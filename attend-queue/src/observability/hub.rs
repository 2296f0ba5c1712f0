use std::panic::{catch_unwind, AssertUnwindSafe};
use std::pin::Pin;
use std::sync::atomic::{AtomicU64, Ordering};
use std::sync::Arc;

use futures_core::Stream;
use parking_lot::RwLock;
use tokio::sync::broadcast;
use tracing::warn;

use crate::JobEvent;

/// Type alias for boxed streams (stable Rust compatible)
pub type BoxStream<T> = Pin<Box<dyn Stream<Item = T> + Send + 'static>>;

/// Synchronous observer of queue notifications
pub type EventListener = Arc<dyn Fn(&JobEvent) + Send + Sync>;

#[derive(Debug, Clone, Copy, PartialEq, Eq, Hash)]
pub struct ListenerId(u64);

static LISTENER_ID: AtomicU64 = AtomicU64::new(1);

fn next_listener_id() -> ListenerId {
    ListenerId(LISTENER_ID.fetch_add(1, Ordering::Relaxed))
}

/// Fan-out of job notifications.
///
/// Listeners run inline, in registration order, on whichever task emitted the
/// event. Emission clones the listener list first so no lock is held while
/// listeners run; a listener may register or remove listeners re-entrantly.
/// Async consumers can use `stream()` instead, which never blocks emitters.
pub struct EventHub {
    listeners: RwLock<Vec<(ListenerId, EventListener)>>,
    broadcaster: broadcast::Sender<JobEvent>,
}

impl EventHub {
    pub fn new(capacity: usize) -> Self {
        let (broadcaster, _) = broadcast::channel(capacity);
        Self {
            listeners: RwLock::new(Vec::new()),
            broadcaster,
        }
    }

    pub fn on(&self, listener: EventListener) -> ListenerId {
        let id = next_listener_id();
        self.listeners.write().push((id, listener));
        id
    }

    /// Remove a listener; returns false if it was not registered
    pub fn off(&self, id: ListenerId) -> bool {
        let mut listeners = self.listeners.write();
        let before = listeners.len();
        listeners.retain(|(entry, _)| *entry != id);
        listeners.len() != before
    }

    pub fn listener_count(&self) -> usize {
        self.listeners.read().len()
    }

    pub fn emit(&self, event: JobEvent) {
        let snapshot: Vec<EventListener> = self
            .listeners
            .read()
            .iter()
            .map(|(_, listener)| listener.clone())
            .collect();

        for listener in snapshot {
            if catch_unwind(AssertUnwindSafe(|| listener(&event))).is_err() {
                warn!(event = event.event_name(), job_id = %event.job_id(), "event listener panicked");
            }
        }

        // No subscribers is not an error
        let _ = self.broadcaster.send(event);
    }

    /// Stream of events emitted after this call; lagging consumers skip ahead
    pub fn stream(&self) -> BoxStream<JobEvent> {
        use tokio_stream::{wrappers::BroadcastStream, StreamExt};

        let receiver = self.broadcaster.subscribe();
        let stream = BroadcastStream::new(receiver).filter_map(|result| result.ok());
        Box::pin(stream)
    }
}

#[cfg(test)]
mod tests {
    use super::*;
    use crate::JobId;
    use chrono::Utc;
    use parking_lot::Mutex;
    use tokio_stream::StreamExt;

    fn added(id: u64) -> JobEvent {
        JobEvent::Added {
            job_id: JobId(id),
            at: Utc::now(),
        }
    }

    #[test]
    fn listeners_run_in_registration_order() {
        let hub = EventHub::new(16);
        let seen = Arc::new(Mutex::new(Vec::new()));

        for name in ["first", "second", "third"] {
            let seen = seen.clone();
            hub.on(Arc::new(move |_event: &JobEvent| seen.lock().push(name)));
        }
        hub.emit(added(1));

        assert_eq!(*seen.lock(), vec!["first", "second", "third"]);
    }

    #[test]
    fn removed_listeners_stop_receiving() {
        let hub = EventHub::new(16);
        let count = Arc::new(AtomicU64::new(0));

        let counter = count.clone();
        let id = hub.on(Arc::new(move |_event: &JobEvent| {
            counter.fetch_add(1, Ordering::SeqCst);
        }));
        hub.emit(added(1));
        assert!(hub.off(id));
        assert!(!hub.off(id));
        hub.emit(added(2));

        assert_eq!(count.load(Ordering::SeqCst), 1);
        assert_eq!(hub.listener_count(), 0);
    }

    #[test]
    fn a_panicking_listener_does_not_stop_the_others() {
        let hub = EventHub::new(16);
        let reached = Arc::new(AtomicU64::new(0));

        hub.on(Arc::new(|_event: &JobEvent| panic!("listener bug")));
        let counter = reached.clone();
        hub.on(Arc::new(move |_event: &JobEvent| {
            counter.fetch_add(1, Ordering::SeqCst);
        }));
        hub.emit(added(1));

        assert_eq!(reached.load(Ordering::SeqCst), 1);
    }

    #[tokio::test]
    async fn stream_receives_emitted_events() {
        let hub = EventHub::new(16);
        let mut stream = hub.stream();

        hub.emit(added(5));

        let event = tokio::time::timeout(std::time::Duration::from_secs(1), stream.next())
            .await
            .expect("Timeout waiting for event")
            .expect("Stream ended");
        assert_eq!(event.job_id(), JobId(5));
    }
}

■ DIRECTIONS FOR THIS TASK: Each line of the listing above that contains the word "push" counts once; please give the total and nothing more.

■ EXERCISE ANSWER: 2